Local knowledge RAG	Lets future sessions reuse project research and implementation lessons.
Raw traces	Preserves the exact failure or verification signal for recovery.
Verification records	Stores command output or manual checks without the MCP running shell commands.
Governance audit	Produces a `PASS/FLAG/BLOCK` closeout posture from policy, contract, outputs, trace, verification, and gate evidence.
Observability report	Turns harness state into a trace-level review of evidence, evals, memory, governance, safety, and blind spots.
Eval cases and runs	Measures harness profile changes with score, verdict, cost, token, time, and regression metadata.
Harness profiles	Lets Codex compare minimal, standard, verifier-heavy, research-heavy, and custom harness modes.
Meta-Harness-lite records	Stores proposed harness changes, expected gains, baseline/candidate/holdout evidence, accepted risks, and promotion decisions.
Natural-language harness spec	Exports roles, stages, adapters, state semantics, failure taxonomy, and stop rules as a portable markdown spec.
Next-step recovery	Helps narrow the next attempt after failure instead of thrashing.
Completion gates	Makes "done" an explicit evidence check, not a vibe.
Handoff context	Produces compact restart context after compaction or session changes.
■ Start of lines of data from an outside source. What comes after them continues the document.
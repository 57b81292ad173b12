use crate::{
    collection::{assignments, run_sweep, RunCollection, RunError},
    config::{Assignment, ConfigErrors, SweepConfig},
    distributor::CapacityError,
    executors::ExecutorError,
};
use std::{fs, os::unix::fs::PermissionsExt, path::PathBuf};
use tempfile::TempDir;

fn sweep(yaml: &str) -> SweepConfig {
    SweepConfig::from_yaml(yaml).unwrap()
}

/// 4 x 5 = 20 jobs
const TWENTY_JOBS: &str = "
variable:
  a: {order: 1, values: [1, 2, 3, 4]}
  b: {order: 2, values: [v, w, x, y, z]}
fixed:
  steps: 10
";

fn with_exec(exec_param: &str) -> SweepConfig {
    sweep(&format!("{TWENTY_JOBS}exec_param: {exec_param}\n"))
}

fn read_scripts(paths: &[PathBuf]) -> Vec<String> {
    paths
        .iter()
        .map(|path| fs::read_to_string(path).unwrap())
        .collect()
}

#[test]
pub fn fixed_overrides_and_param_sets_follow() {
    let config = sweep(
        "
variable:
  a: {order: 1, values: [1, 2]}
param_sets:
  - {a: 9, extra: yes}
fixed:
  a: 0
  b: fixed
",
    );
    let expected: Vec<Assignment> = serde_yaml::from_str(
        "[{a: 0, b: fixed}, {a: 0, b: fixed}, {a: 0, b: fixed, extra: yes}]",
    )
    .unwrap();

    assert_eq!(assignments(&config).unwrap(), expected);
}

#[test]
pub fn param_sets_alone() {
    let config = sweep("param_sets: [{x: 1}, {x: 2}]");

    assert_eq!(assignments(&config).unwrap().len(), 2);
}

#[test]
pub fn fixed_alone_is_one_job() {
    let config = sweep("fixed: {x: 1}");

    assert_eq!(
        assignments(&config).unwrap(),
        vec![serde_yaml::from_str::<Assignment>("{x: 1}").unwrap()]
    );
}

#[test]
pub fn malformed_levels_fail_construction() {
    let dir = TempDir::new().unwrap();
    let config = sweep(
        "
variable:
  a: {order: 1, values: [1]}
  b: {order: 1, values: [2]}
exec_param: {exec: a.out}
",
    );

    assert!(matches!(
        RunCollection::new(config, dir.path()),
        Err(RunError::Config(ConfigErrors::InvalidLevel { level: 1, .. }))
    ));
}

#[test]
pub fn materialize_is_idempotent() {
    let dir = TempDir::new().unwrap();
    let run = RunCollection::new(with_exec("{exec: a.out, config: plain, order: [b]}"), dir.path())
        .unwrap();

    run.materialize().unwrap();
    let first: Vec<String> = run
        .jobs()
        .iter()
        .map(|job| fs::read_to_string(job.path().join("setup.inp")).unwrap())
        .collect();

    run.materialize().unwrap();
    let second: Vec<String> = run
        .jobs()
        .iter()
        .map(|job| fs::read_to_string(job.path().join("setup.inp")).unwrap())
        .collect();

    assert_eq!(first.len(), 20);
    assert_eq!(first, second);
    assert_eq!(first[0], "b ! v\na ! 1\nsteps ! 10\n");
    assert_eq!(fs::read_dir(run.root()).unwrap().count(), 20);
}

#[test]
pub fn copies_files_and_marks_them_executable() {
    let dir = TempDir::new().unwrap();
    fs::write(dir.path().join("solver"), "#!/bin/sh\n").unwrap();
    fs::create_dir(dir.path().join("data")).unwrap();
    fs::write(dir.path().join("data/a.dat"), "1").unwrap();
    fs::write(dir.path().join("data/b.dat"), "2").unwrap();
    fs::write(dir.path().join("data/c.txt"), "3").unwrap();

    let run = RunCollection::new(
        sweep("fixed: {x: 1}\nexec_param: {exec: solver, copy_files: [solver, 'data/*.dat']}"),
        dir.path(),
    )
    .unwrap();
    run.materialize().unwrap();

    let job = &run.jobs()[0];
    for copied in ["solver", "a.dat", "b.dat"] {
        let mode = fs::metadata(job.path().join(copied))
            .unwrap()
            .permissions()
            .mode();
        assert_eq!(mode & 0o111, 0o111, "{copied} is not executable");
    }
    assert!(!job.path().join("c.txt").exists());
    assert!(!job.path().join("data").exists());
}

#[test]
pub fn absolute_copy_entry_lands_in_job_directory() {
    let dir = TempDir::new().unwrap();
    let outside = TempDir::new().unwrap();
    let solver = outside.path().join("solver");
    fs::write(&solver, "#!/bin/sh\necho simulating\n").unwrap();

    let run = RunCollection::new(
        sweep(&format!(
            "fixed: {{x: 1}}\nexec_param: {{exec: solver, copy_files: ['{}']}}",
            solver.display()
        )),
        dir.path(),
    )
    .unwrap();
    run.materialize().unwrap();

    assert_eq!(fs::read_to_string(&solver).unwrap(), "#!/bin/sh\necho simulating\n");
    assert_eq!(
        fs::read_to_string(run.jobs()[0].path().join("solver")).unwrap(),
        "#!/bin/sh\necho simulating\n"
    );
}

#[test]
pub fn parent_copy_entry_stays_inside_job_directory() {
    let dir = TempDir::new().unwrap();
    let workdir = dir.path().join("sweep");
    fs::create_dir(&workdir).unwrap();
    fs::write(dir.path().join("tool.sh"), "echo tool\n").unwrap();

    let run = RunCollection::new(
        sweep("fixed: {x: 1}\nexec_param: {exec: solver, copy_files: ['../tool.sh']}"),
        &workdir,
    )
    .unwrap();
    run.materialize().unwrap();

    let job = &run.jobs()[0];
    assert_eq!(fs::read_to_string(job.path().join("tool.sh")).unwrap(), "echo tool\n");
    assert_eq!(fs::read_to_string(dir.path().join("tool.sh")).unwrap(), "echo tool\n");
    assert_eq!(fs::read_dir(dir.path()).unwrap().count(), 2);
}

#[test]
pub fn colliding_copy_names_are_rejected() {
    let dir = TempDir::new().unwrap();
    for sub in ["left", "right"] {
        fs::create_dir(dir.path().join(sub)).unwrap();
        fs::write(dir.path().join(sub).join("input.dat"), sub).unwrap();
    }

    let run = RunCollection::new(
        sweep("fixed: {x: 1}\nexec_param: {exec: solver, copy_files: ['*/input.dat']}"),
        dir.path(),
    )
    .unwrap();

    assert!(matches!(
        run.materialize(),
        Err(RunError::Config(ConfigErrors::InvalidParameter {
            name: "copy_files",
            ..
        }))
    ));
    assert!(!run.root().exists());
}

#[test]
pub fn missing_copy_source_is_a_resource_error() {
    let dir = TempDir::new().unwrap();
    let run = RunCollection::new(
        sweep("fixed: {x: 1}\nexec_param: {exec: solver, copy_files: [solver]}"),
        dir.path(),
    )
    .unwrap();

    match run.materialize() {
        Err(RunError::Resource { path, .. }) => assert_eq!(path, dir.path().join("solver")),
        other => panic!("expected a resource error, got {other:?}"),
    }
}

#[test]
pub fn unsupported_config_fails_before_io() {
    let dir = TempDir::new().unwrap();
    let result = RunCollection::new(with_exec("{exec: a.out, config: toml}"), dir.path());

    assert!(matches!(
        result,
        Err(RunError::Config(ConfigErrors::UnsupportedConfigFormat(_)))
    ));
    assert!(!dir.path().join("run").exists());
}

#[test]
pub fn missing_executable_fails_before_io() {
    let dir = TempDir::new().unwrap();
    let result = RunCollection::new(sweep(TWENTY_JOBS), dir.path());

    assert!(matches!(
        result,
        Err(RunError::Config(ConfigErrors::MissingParameter("exec")))
    ));
    assert!(!dir.path().join("run").exists());
}

#[test]
pub fn bad_ordered_key_leaves_tree_untouched() {
    let dir = TempDir::new().unwrap();
    let run = RunCollection::new(
        with_exec("{exec: a.out, config: plain, order: [missing]}"),
        dir.path(),
    )
    .unwrap();

    assert!(matches!(run.materialize(), Err(RunError::Format { .. })));
    assert!(!run.root().exists());
}

#[test]
pub fn one_slurm_script_per_job() {
    let dir = TempDir::new().unwrap();
    let run = RunCollection::new(
        sweep(&format!(
            "{TWENTY_JOBS}exec_param: {{exec: a.out, partition: short}}\nslurm: {{account: physics}}\n"
        )),
        dir.path(),
    )
    .unwrap();

    let scripts = run.generate_scripts().unwrap();
    assert_eq!(scripts.len(), 20);
    assert_eq!(scripts[0], run.root().join("run_1.sh"));
    assert_eq!(scripts[19], run.root().join("run_20.sh"));

    let text = &read_scripts(&scripts)[4];
    let job = &run.jobs()[4];
    assert!(text.starts_with("#!/bin/bash\n"));
    assert!(text.contains(&format!("#SBATCH --chdir={}\n", job.path().display())));
    assert!(text.contains("#SBATCH --partition=short\n#SBATCH --account=physics\n"));
    assert!(text.contains("./a.out -i setup.inp -o logfile.log &\nsleep 0.5\n"));
    assert!(text.ends_with("\nwait\n"));
}

#[test]
pub fn node_packed_slurm_scripts() {
    let dir = TempDir::new().unwrap();
    let run = RunCollection::new(
        with_exec("{exec: a.out, pack_nodes: true, max_cores: 6, threads: 2}"),
        dir.path(),
    )
    .unwrap();

    let scripts = read_scripts(&run.generate_scripts().unwrap());
    assert_eq!(scripts.len(), 7);
    assert!(scripts[0].contains("#SBATCH --ntasks=3\n#SBATCH --cpus-per-task=2\n"));
    assert!(scripts[6].contains("#SBATCH --ntasks=2\n"));

    // every job lands in exactly one script, in order
    let all = scripts.concat();
    let mut last = 0;
    for job in run.jobs() {
        let line = format!("(cd {} && ./a.out", job.path().display());
        let position = all.find(&line).unwrap();
        assert!(position > last);
        assert_eq!(all.matches(&line).count(), 1);
        last = position;
    }
}

#[test]
pub fn oversized_tasks_fail_before_scripts() {
    let dir = TempDir::new().unwrap();
    let result = RunCollection::new(
        with_exec("{exec: a.out, type: batch, max_cores: 2, threads: 4}"),
        dir.path(),
    );

    assert!(matches!(
        result,
        Err(RunError::Capacity(CapacityError {
            max_threads_per_node: 2,
            threads_per_task: 4
        }))
    ));
}

#[test]
pub fn batch_script_runs_in_waves() {
    let dir = TempDir::new().unwrap();
    let run = RunCollection::new(
        with_exec("{exec: a.out, type: batch, max_cores: 8, preamble_commands: ['module load gcc']}"),
        dir.path(),
    )
    .unwrap();

    let scripts = run.generate_scripts().unwrap();
    assert_eq!(scripts, vec![run.root().join("run.sh")]);

    let text = &read_scripts(&scripts)[0];
    assert!(text.contains("module load gcc\n"));
    assert!(text.contains("# wave 3/3\n"));
    // two waits between three waves plus the closing one
    assert_eq!(text.lines().filter(|line| *line == "wait").count(), 3);
    assert_eq!(text.matches(") &\n").count(), 20);
}

#[test]
pub fn python_script_lists_every_job() {
    let dir = TempDir::new().unwrap();
    let run = RunCollection::new(
        with_exec("{exec: a.out, type: python, max_cores: 8, threads: 2}"),
        dir.path(),
    )
    .unwrap();

    let scripts = run.generate_scripts().unwrap();
    assert_eq!(scripts, vec![run.root().join("run.py")]);

    let text = &read_scripts(&scripts)[0];
    assert!(text.starts_with("#!/usr/bin/env python3\n"));
    assert!(text.contains("    n_proc = 4\n"));
    assert!(text.contains("\"20/20\""));
    for job in run.jobs() {
        assert!(text.contains(&format!("Job(\"{}\"", job.path().display())));
    }
    assert_eq!(run.to_string(), "Python run with 20 jobs.");
}

#[test]
pub fn local_capacity_fails_before_io() {
    let dir = TempDir::new().unwrap();
    let result = run_sweep(with_exec("{exec: a.out, threads: 4}"), dir.path(), true);

    assert!(matches!(
        result,
        Err(RunError::Executor(ExecutorError::Capacity(CapacityError {
            max_threads_per_node: 1,
            threads_per_task: 4
        })))
    ));
    assert!(!dir.path().join("run").exists());
}

#[test]
pub fn sweep_without_local_only_writes() {
    let dir = TempDir::new().unwrap();
    let report = run_sweep(with_exec("{exec: a.out, threads: 4}"), dir.path(), false).unwrap();

    assert!(report.is_none());
    assert!(dir.path().join("run/run_20.sh").is_file());
}

#[test]
pub fn job_paths_with_spaces_are_quoted() {
    let dir = TempDir::new().unwrap();
    let workdir = dir.path().join("my sweep");
    fs::create_dir(&workdir).unwrap();

    let single = RunCollection::new(with_exec("{exec: a.out}"), &workdir).unwrap();
    let job = &single.jobs()[0];
    let text = &read_scripts(&single.generate_scripts().unwrap())[0];
    assert!(text.contains(&format!("#SBATCH --chdir='{}'\n", job.path().display())));
    assert!(text.contains(&format!(
        "#SBATCH --error='{}'\n",
        job.path().join("error.log").display()
    )));

    let packed = RunCollection::new(
        with_exec("{exec: a.out, type: batch, max_cores: 4}"),
        &workdir,
    )
    .unwrap();
    let text = &read_scripts(&packed.generate_scripts().unwrap())[0];
    for job in packed.jobs() {
        assert!(text.contains(&format!("(cd '{}' && ./a.out", job.path().display())));
    }
}
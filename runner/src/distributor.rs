use thiserror::Error;
use tracing::debug;

#[derive(Error, Debug, Clone, PartialEq, Eq)]
#[error("{threads_per_task} threads per task do not fit on a node with {max_threads_per_node} threads")]
pub struct CapacityError {
    pub max_threads_per_node: usize,
    pub threads_per_task: usize,
}

/// number of tasks a single node can hold at once
pub fn jobs_per_node(
    max_threads_per_node: usize,
    threads_per_task: usize,
) -> Result<usize, CapacityError> {
    match max_threads_per_node.checked_div(threads_per_task) {
        Some(count) if count > 0 => Ok(count),
        _ => Err(CapacityError {
            max_threads_per_node,
            threads_per_task,
        }),
    }
}

/// Spread `n_tasks` over as few nodes as the capacity allows, then balance them:
/// every node gets `n_tasks / n_nodes`, the first `n_tasks % n_nodes` nodes one more.
pub fn distribute(
    n_tasks: usize,
    max_threads_per_node: usize,
    threads_per_task: usize,
) -> Result<Vec<usize>, CapacityError> {
    let per_node = jobs_per_node(max_threads_per_node, threads_per_task)?;

    if n_tasks == 0 {
        return Ok(Vec::new());
    }

    let n_nodes = n_tasks.div_ceil(per_node);
    let (base, remainder) = (n_tasks / n_nodes, n_tasks % n_nodes);

    debug!(n_tasks, n_nodes, per_node, "Distributing tasks over nodes");

    Ok((0..n_nodes)
        .map(|node| if node < remainder { base + 1 } else { base })
        .collect())
}
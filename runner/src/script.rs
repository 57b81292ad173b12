use chrono::Local;
use once_cell::sync::Lazy;
use std::{
    fmt, fs,
    io::{self, Write},
    os::unix::fs::PermissionsExt,
    path::{Path, PathBuf},
};
use tracing::debug;

pub const BASH_SHEBANG: &str = "#!/bin/bash";
pub const PYTHON_SHEBANG: &str = "#!/usr/bin/env python3";

const BANNER: &str =
    "################################################################################";

static HOSTNAME: Lazy<String> = Lazy::new(|| match nix::unistd::gethostname() {
    Ok(hostname) => hostname.to_string_lossy().into_owned(),
    Err(error) => {
        debug!(error = ?error, "Failed to retrieve hostname for the script header");
        String::from("unknown host")
    }
});

/// Quote `text` for a POSIX shell word. Plain words are left untouched,
/// anything else is single quoted with embedded quotes spliced in as `'\''`.
pub fn shell_quote(text: &str) -> String {
    let plain = !text.is_empty()
        && text
            .chars()
            .all(|c| c.is_ascii_alphanumeric() || "/._-+=:,@%".contains(c));

    if plain {
        text.to_owned()
    } else {
        format!("'{}'", text.replace('\'', "'\\''"))
    }
}

/// Insert `_<n>` in front of the final extension: `run.sh` -> `run_2.sh`.
/// Names without an extension get the suffix appended.
pub fn suffixed_filename(name: &str, n: usize) -> String {
    let path = Path::new(name);

    match (path.file_stem(), path.extension()) {
        (Some(stem), Some(extension)) => {
            let file_name = format!(
                "{}_{n}.{}",
                stem.to_string_lossy(),
                extension.to_string_lossy()
            );
            path.with_file_name(file_name).to_string_lossy().into_owned()
        }
        _ => format!("{name}_{n}"),
    }
}

/// Bookkeeping shown when a script is reported
#[derive(Debug, Clone, Copy, PartialEq, Eq)]
pub struct ScriptInfo {
    pub n_jobs: usize,
    pub n_threads: usize,
    pub max_cores: Option<usize>,
}

/// A script file, split into the directive block, the job lines and the closing lines
#[derive(Debug, Clone)]
pub struct RunScript {
    pub shebang: &'static str,
    pub preamble: Vec<String>,
    pub main_text: Vec<String>,
    pub epilogue: Vec<String>,
    pub filename: PathBuf,
    pub info: ScriptInfo,
}

impl fmt::Display for RunScript {
    fn fmt(&self, f: &mut fmt::Formatter<'_>) -> fmt::Result {
        write!(
            f,
            "{}: script has {} tasks ({} threads used",
            self.filename.display(),
            self.info.n_jobs,
            self.info.n_jobs * self.info.n_threads
        )?;

        match self.info.max_cores {
            Some(max_cores) => write!(f, " of {max_cores})"),
            None => write!(f, ")"),
        }
    }
}

impl RunScript {
    /// full text of the script, including shebang and provenance header
    pub fn render(&self) -> String {
        let mut text = String::new();

        text.push_str(self.shebang);
        text.push('\n');
        text.push_str(BANNER);
        text.push_str("\n#\n");
        text.push_str(&format!(
            "# This script was produced by slurm-wrangler at {} on {}\n",
            Local::now().format("%d.%m.%Y, %H:%M:%S"),
            HOSTNAME.as_str()
        ));
        text.push_str("#\n");
        text.push_str(BANNER);
        text.push_str("\n\n\n");

        for line in self
            .preamble
            .iter()
            .chain(self.main_text.iter())
            .chain(self.epilogue.iter())
        {
            text.push_str(line);
            text.push('\n');
        }

        text
    }

    /// write the script to its file and make it executable
    pub fn persist(&self) -> io::Result<()> {
        let mut file = fs::File::create(&self.filename)?;
        file.write_all(self.render().as_bytes())?;

        let mut permissions = file.metadata()?.permissions();
        permissions.set_mode(permissions.mode() | 0o111);
        fs::set_permissions(&self.filename, permissions)
    }
}
use crate::config::{ConfigErrors, ConfigFormat, ExecParam, ScriptFlavor, SweepConfig};
use std::time::Duration;

#[test]
pub fn defaults_fill_missing_options() {
    let config = SweepConfig::from_yaml("exec_param: {exec: solver}").unwrap();
    let exec = &config.exec_param;

    assert_eq!(exec.sep, "!");
    assert_eq!(exec.inp, "setup.inp");
    assert_eq!(exec.log, "logfile.log");
    assert_eq!(exec.dir, "run");
    assert_eq!(exec.format().unwrap(), ConfigFormat::Json);
    assert_eq!(exec.flavor().unwrap(), ScriptFlavor::Slurm);
    assert_eq!(exec.command().unwrap(), "./solver -i setup.inp -o logfile.log");
    assert!(config.variable.is_empty());
    assert!(config.slurm.is_empty());
    assert!(exec.preflight_checks().is_ok());
}

#[test]
pub fn full_document() {
    let config = SweepConfig::from_yaml(
        "
variable:
  temperature: {order: 1, values: [1.0, 2.0]}
  size: {order: 2, values: [8, 16, 32]}
param_sets:
  - {temperature: 9.0, size: 4}
fixed:
  steps: 1000
exec_param:
  executable: mc
  type: Batch
  config: plain
  threads: 2
  max_cores: 8
  hours: 1
  minutes: 30
slurm:
  account: physics
  qos: normal
",
    )
    .unwrap();

    assert_eq!(config.variable["size"].order, 2);
    assert_eq!(config.param_sets.len(), 1);
    assert_eq!(config.exec_param.exec.as_deref(), Some("mc"));
    assert_eq!(config.exec_param.flavor().unwrap(), ScriptFlavor::Batch);
    assert_eq!(config.exec_param.walltime(), Some(Duration::from_secs(5400)));

    let keys: Vec<&str> = config
        .slurm
        .iter()
        .filter_map(|(key, _)| key.as_str())
        .collect();
    assert_eq!(keys, vec!["account", "qos"]);
}

#[test]
pub fn unknown_keys_are_rejected() {
    assert!(matches!(
        SweepConfig::from_yaml("varaible: {}"),
        Err(ConfigErrors::Deserialize(_))
    ));
}

#[test]
pub fn unsupported_names() {
    let exec = ExecParam {
        config: String::from("toml"),
        script_type: String::from("pbs"),
        exec: Some(String::from("a.out")),
        ..ExecParam::default()
    };

    assert!(matches!(exec.format(), Err(ConfigErrors::UnsupportedConfigFormat(name)) if name == "toml"));
    assert!(matches!(exec.flavor(), Err(ConfigErrors::UnsupportedScriptType(name)) if name == "pbs"));
    assert!(matches!(
        exec.preflight_checks(),
        Err(ConfigErrors::UnsupportedConfigFormat(_))
    ));
}

#[test]
pub fn exec_required_by_template() {
    let exec = ExecParam::default();
    assert!(matches!(
        exec.command(),
        Err(ConfigErrors::MissingParameter("exec"))
    ));

    let exec = ExecParam {
        exec_command: String::from("python sim.py {inp} > {log}"),
        ..ExecParam::default()
    };
    assert_eq!(exec.command().unwrap(), "python sim.py setup.inp > logfile.log");
}

#[test]
pub fn zero_threads_is_invalid() {
    let exec = ExecParam {
        exec: Some(String::from("a.out")),
        threads: 0,
        ..ExecParam::default()
    };

    assert!(matches!(
        exec.preflight_checks(),
        Err(ConfigErrors::InvalidParameter { name: "threads", .. })
    ));
}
Harness research alignment

The current implementation is aligned with modern harness-engineering practice around contracts, durable artifacts, trace-backed recovery, local knowledge, eval records, Meta-Harness-lite promotion evidence, natural-language harness export, and explicit gates.

It is intentionally a small local control plane, not a full benchmark runner or autonomous Meta-Harness optimizer. The MCP stores and exposes evidence. Codex, the user, or external benchmark tooling still runs commands and evals outside the MCP.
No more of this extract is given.